123 countries participate in Pangea X to fight counterfeit drugs

Counterfeit opioids and fake medical devices were a focus in the annual take-down of illicit distributors


regulatory intervention opioid

Regulatory intervention in Malaysia. Credit: Interpol

As it has for 10 years running now, Interpol, the European-based international policing agency, organized a coordinated, global effort to interdict counterfeit healthcare products and shut down illicit online pharmacies. A record 123 countries participated, says the agency. FDA has been a regular participant as well, and this year, FDA says it sent 13 warning letters to operators of 401 websites, seized nearly 100 website domain names, and intensified screenings at USPS International Mail Facilities (IMFs) in New York, Chicago and Miami, seizing nearly 500 parcels. (Sending a warning letter sounds like bureaucratic busywork, but it’s a necessary first step to further FDA action.)

Internationally, Interpol says that Pangea X resulted in 1,058 investigations; 3,584 websites being taken down; 400 arrests; and 25 million medicine packages being seized, worth an estimated $51 million. Additionally, some $500,000 worth of medical devices (implants, syringes, medical testing equipment and others) were seized. (It’s not clear whether the US data is included in these totals.) These totals were record highs.

The main trend identified during the decade of Pangea operations is the continuous growth of unauthorized and unregulated online pharmacies, which capitalize on increasing consumer demand worldwide to advertise and sell illicit or counterfeit medicines. “The fact that we still see such strong outcomes after 10 years of Pangea operations demonstrates how the online sale of illicit medicines is an ongoing, and ever increasing, challenge for law enforcement and regulatory authorities,” Interpol’s executive director of police services, Tim Morris, said in a statement.

Counterfeit opioids
The situation in the US has taken a dramatic upward swing with the availability of counterfeit opioid pills and even bulk delivery of highly dangerous synthetic opioids like fentanyl. Street dealers have taken, in some cases, to producing pills mimicking prescription opioids, which can sell at a premium to other illicit drugs. The estimated death toll in 2016 reached 64,000 in the US.

“The ease with which consumers can purchase opioid products online is especially concerning to me, given the immense public health crisis of addiction facing our country,” said FDA commissioner Scott Gottlieb, M.D. “Some of the websites sold unapproved versions of multiple prescription opioids directly to US consumers. This easy and illegal availability of these controlled substances fuels the misuse and abuse of opioids. As part of a broader effort to target this illegal activity, in addition to [Pangea X], the FDA is also working on a comprehensive Enforcement Operations Work Plan that’s focused on combating the sale of foreign unapproved drugs to US consumers and aimed at increasing the scope of our operations related to these risks.”

A dedicated operations center at Interpol’s General Secretariat headquarters in Lyon, France served as the central hub for information exchange among the participating countries and agencies.
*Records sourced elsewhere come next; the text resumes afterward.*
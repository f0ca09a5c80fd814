use crate::scaler::Bounds;

use super::sensor::AnalogInput;

pub const WET_MOISTURE: i32 = 200;
pub const DRY_MOISTURE: i32 = 500;

pub const DEFAULT_BOUNDS: Bounds = Bounds::new_const(WET_MOISTURE, DRY_MOISTURE);

/// Scaled from WET (1 %) to DRY (100 %): a higher level means a drier soil.
pub struct MoistureSensor<A: AnalogInput> {
    input: A,
    bounds: Bounds,
}

impl<A: AnalogInput> MoistureSensor<A> {
    pub fn new(input: A, bounds: Bounds) -> Self {
        Self { input, bounds }
    }

    pub fn bounds(&self) -> Bounds {
        self.bounds
    }

    pub fn read_raw_value(&mut self) -> i32 {
        self.input.read_raw_value()
    }

    pub fn get_level(&mut self) -> i32 {
        let raw = self.read_raw_value();
        self.bounds.to_percentage(raw)
    }
}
From this base, the World Customs Organization (WCO) coordinated activities between participating customs administrations and the Pangea team via its secure messaging system, and a mobile Europol office in Budapest, Hungary also conducted cross-checks.

The Alliance for Safe Online Pharmacies (ASOP Global), a US-initiated but now international effort to control online pharmacy operations, saluted the Interpol effort. “The results of this global effort evidence the need for continued vigilance to combat the influx of counterfeit medicines,” said ASOP Global executive director, Libby Baney. “There are more than 30,000 active illegal online pharmacies at any given time, and 100% of the time consumers search for ‘buy medicine online,’ they will be directed to illegal and unsafe websites.”

Results from a 2017 ASOP Global survey reveal that a majority of consumers have or are likely to use the Internet as a potential source for prescription medicines, but 95% of those consumers are unaware of how to find safe online pharmacies, including the .pharmacy program administered by the National Assn. of Boards of Pharmacy (NABP) and LegitScript’s URL verification tool.